Furthermore, Petrarch's metaphor of darkness, which he primarily used to lament what
he viewed as a lack of secular progress, was sharpened to take on an explicitly
anti-religious and anti-clerical significance. In the early 19th century, things would shift.
The opinion on the Middle ages would flip on its head and take a surprisingly positive turn. In
contrast with the Enlightenment thinkers, a new growing movement, the Romantics, held a particular
attraction to the remote and the mysterious, and a strong resentment toward the emerging
Industrial revolution. They liked to portray the Middle Ages as a time of great social harmony when
everyone accepted his or her place in society. They described the Middle Ages as an aesthetically
attractive age. The water was clear, and the green fields that were now being supplanted by grey
factories dominated the landscape. They also saw it as a time when emotion was allowed
to run wild, not dominated by cold reason. Again, in contrast with the Englightenment.
The literary works glorifying the Middle Ages produced in this time are many, but outside of
that, one particular example is the revival of Medieval-style Gothic Architecture. The word
"Gothic" had so far been a derogatory one, similar to "Vandal". But in the early 19th
century, Romantic enthusiasts of the Middle Ages gave the term a new meaning through the so-called
“Gothic Revival”. The Gothic Revival drew on medieval elements such as lancet windows, finials,
and ornamental patterns, and numerous Gothic cathedrals and basilicas started being built all
over Europe and beyond. By the mid-nineteenth century, Gothic had risen in popularity as the
dominant architectural style in the Western world. In the second half of the 19th century, especially
during what is known as the Victorian Era, the Romantic movement had died. With its fall
out of fashion, the Middle Ages started to be seen as a period of overall backwardness
again. But, surprisingly, the era of Knights and castles held an aura of mystery and charm
to the literate masses of the Victorian age. Most Victorians likely considered the Middle
Ages as a time of contrasts: of beauty, romance, and chivalry as well as oppression, ignorance,
and fanaticism. People of the time largely derived their opinions about the wonders of the Medieval
period from art, literature, and architecture, as well as from Enlightenment literature, which
carried preconceptions against Medieval ignorance. Unfortunately, the notions spread by the many
pieces of literature about the Middle Ages, like Tennyson’s “Idylls of the King”,
were more often than not born out of myth. The end result was a knowledge of the period
very low in historical accuracy, which birthed many misconceptions still alive today, but as
we’ve seen, it was still accompanied by general interest and fascination with the period.

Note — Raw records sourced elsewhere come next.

use thiserror::Error;

/// The page layout did not match the positional table contract.
#[derive(Debug, Error, PartialEq, Eq)]
pub enum ParseError {
    #[error("no article content block in page")]
    MissingContent,

    #[error("expected table #{index} in article content, found {found} table(s)")]
    MissingTable { index: usize, found: usize },

    #[error("law table has no <tbody>")]
    MissingTableBody,

    #[error("row {row}: {cell} cell has no <p>")]
    MissingParagraph { row: usize, cell: &'static str },

    #[error("<{element}> without {attribute} attribute")]
    MissingAttribute {
        element: &'static str,
        attribute: &'static str,
    },
}

#[derive(Debug, Error)]
pub enum ScrapeError {
    #[error("landing page request failed: HTTP error {status}")]
    Discovery { status: u16 },

    #[error("request for {url} failed: HTTP error {status}")]
    Fetch { url: String, status: u16 },

    #[error("connection error for {url}")]
    Transport {
        url: String,
        #[source]
        source: reqwest::Error,
    },

    #[error("unexpected page layout at {url}")]
    Parse {
        url: String,
        #[source]
        source: ParseError,
    },

    #[error("worker task failed")]
    Worker(#[from] tokio::task::JoinError),

    #[error("failed to build HTTP client")]
    Client(#[source] reqwest::Error),

    #[error("failed to serialize results")]
    Serialize(#[from] serde_json::Error),
}
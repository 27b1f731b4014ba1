pub mod laws;
pub mod pages;

use std::sync::LazyLock;

use scraper::{ElementRef, Html, Selector};

use crate::error::ParseError;

static CONTENT: LazyLock<Selector> =
    LazyLock::new(|| Selector::parse("div.article-content").unwrap());
static TABLE: LazyLock<Selector> = LazyLock::new(|| Selector::parse("table").unwrap());
static ANCHOR: LazyLock<Selector> = LazyLock::new(|| Selector::parse("a").unwrap());

/// All tables under the article content block, nested ones included, in
/// document order.
fn content_tables(doc: &Html) -> Result<Vec<ElementRef<'_>>, ParseError> {
    let content = doc
        .select(&CONTENT)
        .next()
        .ok_or(ParseError::MissingContent)?;
    Ok(content.select(&TABLE).collect())
}

/// The table at `index` in the article content block.
fn content_table(doc: &Html, index: usize) -> Result<ElementRef<'_>, ParseError> {
    let tables = content_tables(doc)?;
    tables.get(index).copied().ok_or(ParseError::MissingTable {
        index,
        found: tables.len(),
    })
}

fn trimmed_text(el: ElementRef<'_>) -> String {
    el.text().collect::<String>().trim().to_string()
}

/// `domain` + raw href. No URL joining: the site's hrefs are root-relative.
fn absolute_href(anchor: ElementRef<'_>, domain: &str) -> Result<String, ParseError> {
    let href = anchor
        .value()
        .attr("href")
        .ok_or(ParseError::MissingAttribute {
            element: "a",
            attribute: "href",
        })?;
    Ok(format!("{}{}", domain, href))
}
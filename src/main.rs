mod error;
mod http;
mod model;
mod parser;
mod scrape;
mod settings;

use std::path::PathBuf;

use anyhow::Context;
use clap::{Parser, Subcommand};
use tracing::{debug, info};

use model::ResultSet;
use scrape::Scraper;
use settings::{FailurePolicy, Settings};

#[derive(Parser)]
#[command(
    name = "agc_law",
    about = "Scrape the Laws of Malaysia index from agc.gov.my into JSON"
)]
struct Cli {
    #[command(subcommand)]
    command: Option<Commands>,

    /// Print "Requesting page" lines and a progress bar
    #[arg(long, global = true)]
    progress: bool,

    /// Indent the JSON output
    #[arg(long, global = true)]
    pretty: bool,

    /// Skip failed pages instead of aborting the whole run
    #[arg(long, global = true)]
    isolate_failures: bool,

    /// Per-request timeout in seconds
    #[arg(long, global = true, value_name = "SECS")]
    timeout: Option<u64>,
}

#[derive(Subcommand)]
enum Commands {
    /// Discover every volume page, scrape them all, print {"lom": [...]} (default)
    Run,
    /// List the volume pages found on the landing page
    Pages,
    /// Extract laws from a saved volume page
    Extract {
        /// HTML file of a volume page
        file: PathBuf,
    },
}

#[tokio::main]
async fn main() -> anyhow::Result<()> {
    // stdout is reserved for the JSON
    tracing_subscriber::fmt()
        .with_env_filter(
            tracing_subscriber::EnvFilter::try_from_default_env()
                .unwrap_or_else(|_| "warn".into()),
        )
        .with_writer(std::io::stderr)
        .init();

    let cli = Cli::parse();
    let settings = apply_flags(Settings::load().context("Invalid AGC_* configuration")?, &cli);
    debug!(?settings, "settings loaded");

    let json = match cli.command.unwrap_or(Commands::Run) {
        Commands::Run => {
            let scraper = Scraper::new(settings, !cli.progress)?;
            scraper.run(cli.pretty).await?
        }
        Commands::Pages => {
            let scraper = Scraper::new(settings, true)?;
            let pages = scraper.discover().await?;
            if cli.pretty {
                model::to_json_indented(&pages)?
            } else {
                serde_json::to_string(&pages)?
            }
        }
        Commands::Extract { file } => {
            let html = std::fs::read_to_string(&file)
                .with_context(|| format!("Failed to read {}", file.display()))?;
            let lom = parser::laws::extract_records(&html, &settings.domain)
                .with_context(|| format!("Unexpected layout in {}", file.display()))?;
            info!("Extracted {} records from {}", lom.len(), file.display());
            ResultSet::new(lom).to_json(cli.pretty)?
        }
    };

    println!("{}", json);
    Ok(())
}

/// Command-line flags win over environment and defaults.
fn apply_flags(mut settings: Settings, cli: &Cli) -> Settings {
    if let Some(secs) = cli.timeout {
        settings.timeout_secs = secs;
    }
    if cli.isolate_failures {
        settings.failure_policy = FailurePolicy::Isolate;
    }
    settings
}
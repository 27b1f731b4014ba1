use std::collections::HashMap;
use std::sync::LazyLock;

use scraper::{ElementRef, Html, Selector};

use super::{absolute_href, content_table, trimmed_text, ANCHOR};
use crate::error::ParseError;
use crate::model::{DocumentLink, LawRecord};

/// Index of the law table among a volume page's content tables.
pub const LAW_TABLE: usize = 3;

static TBODY: LazyLock<Selector> = LazyLock::new(|| Selector::parse("tbody").unwrap());
static CELL: LazyLock<Selector> = LazyLock::new(|| Selector::parse("td").unwrap());
static PARAGRAPH: LazyLock<Selector> = LazyLock::new(|| Selector::parse("p").unwrap());
static EMPHASIS: LazyLock<Selector> = LazyLock::new(|| Selector::parse("em").unwrap());

/// Read the law table of a volume page. Body cells are consumed as
/// (number, content) pairs; an odd trailing cell is dropped.
pub fn extract_records(html: &str, domain: &str) -> Result<Vec<LawRecord>, ParseError> {
    let doc = Html::parse_document(html);
    let table = content_table(&doc, LAW_TABLE)?;
    let body = table
        .select(&TBODY)
        .next()
        .ok_or(ParseError::MissingTableBody)?;

    let rows: Vec<ElementRef<'_>> = body.select(&CELL).collect();
    rows.chunks_exact(2)
        .enumerate()
        .map(|(row, pair)| extract_record(row, pair[0], pair[1], domain))
        .collect()
}

/// Build one record from a number cell and its content cell.
pub fn extract_record(
    row: usize,
    number_cell: ElementRef<'_>,
    content_cell: ElementRef<'_>,
    domain: &str,
) -> Result<LawRecord, ParseError> {
    let number = first_paragraph(number_cell, row, "number").map(trimmed_text)?;
    let content = first_paragraph(content_cell, row, "content")?;

    let mut docs = DocIndex::default();
    for anchor in content.select(&ANCHOR) {
        docs.link(trimmed_text(anchor), absolute_href(anchor, domain)?);
    }
    for em in content.select(&EMPHASIS) {
        docs.mention(trimmed_text(em));
    }

    Ok(LawRecord {
        number,
        docs: docs.into_vec(),
    })
}

fn first_paragraph<'a>(
    cell: ElementRef<'a>,
    row: usize,
    which: &'static str,
) -> Result<ElementRef<'a>, ParseError> {
    cell.select(&PARAGRAPH)
        .next()
        .ok_or(ParseError::MissingParagraph { row, cell: which })
}

/// Document names keyed by trimmed text. A linked entry always beats a
/// name-only one; entries keep the slot where their name first appeared.
#[derive(Default)]
struct DocIndex {
    docs: Vec<DocumentLink>,
    slots: HashMap<String, usize>,
}

impl DocIndex {
    fn link(&mut self, name: String, url: String) {
        match self.slots.get(&name) {
            Some(&i) => self.docs[i].link = Some(url),
            None => self.push(name, Some(url)),
        }
    }

    fn mention(&mut self, name: String) {
        if !self.slots.contains_key(&name) {
            self.push(name, None);
        }
    }

    fn push(&mut self, name: String, link: Option<String>) {
        self.slots.insert(name.clone(), self.docs.len());
        self.docs.push(DocumentLink { name, link });
    }

    fn into_vec(self) -> Vec<DocumentLink> {
        self.docs
    }
}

This routes us back to our main point: that the meaning of the term “Dark Ages” has
changed over time. While Petrarch’s initial idea was that of an era lacking in cultural
achievements and literary works, the protestants of the 16th and 17th centuries warped it into a
critique of the church’s corruption; and their catholic counterparts, led by Baronius, shifted
the attention to a scarcity of written production. Then, in the 18th century, the Enlightenment
thinkers started a harsh condemnation of the past’s supposed superstitiousness and lack of
critical thinking, only for the Romantics a few decades later to start idealizing the period as a
hub of social harmony and lush natural landscapes, and for the Victorians to see it as an often
bleak yet fascinating phase of history. Within all these different and evolving
viewpoints, the timespan identifiable with these “Dark Ages” also changed depending on the period
and who you asked. Petrarch thought they extended from the Fall of Rome to his own times. The
counter-reformist historian Baronius completely changed things, claiming that the “Dark Ages” only
started with the fracturing of the Carolingian State in 888 and ended in 1046 with the first
Gregorian reforms. Finally, Enlightenment authors like Kant affirmed the period in question
lasted throughout the whole Middle Ages all the way up to the 18th century. As we can see,
it’s a very complicated subject. Luckily, modern historians have shed some light on the
confusing mess that is the notorious “Dark Ages”. The 20th century saw a major re-evaluation of
the Middle Ages, which called into doubt the word "dark" used to define the time up to that
point, or at least its more derogatory meaning. Denys Hay, a historian, exemplified the new
academic stance on Medieval times when he talked sarcastically in 1977 of "the
lively centuries which we call dark". Most modern historians don’t use the term “Dark
Ages” anymore, and while some still use it, they do so only referring to specific circumstances
and moments in history, inside and even outside of the Middle Ages. Others believe the term must be
instead used neutrally, claiming that periods like the Medieval one only appear dark to us because
of the scarcity of surviving written sources, which tends to cover the time’s reality in
mystery. However, beginning in the late twentieth century, other historians began to question
even this nonjudgmental usage of the term. The reason behind this stance is their belief in
the fact that the Medieval period is not “dark” to us any more thanks to the better understanding
we now have of its culture and history. While the scholarly debate is still open, the
whole period is now finally being looked at through a more objective lens, after centuries
of misconceptions, misinterpretations, and even ridicule. With modern studies, the Medieval age,
for so long classified as one of backwardness, was proven to have been one of vibrant colors,
flowering trade, intellectual liveliness, and innovations that range from the economic
field to the legal and manufacturing ones… But that is a story for another time.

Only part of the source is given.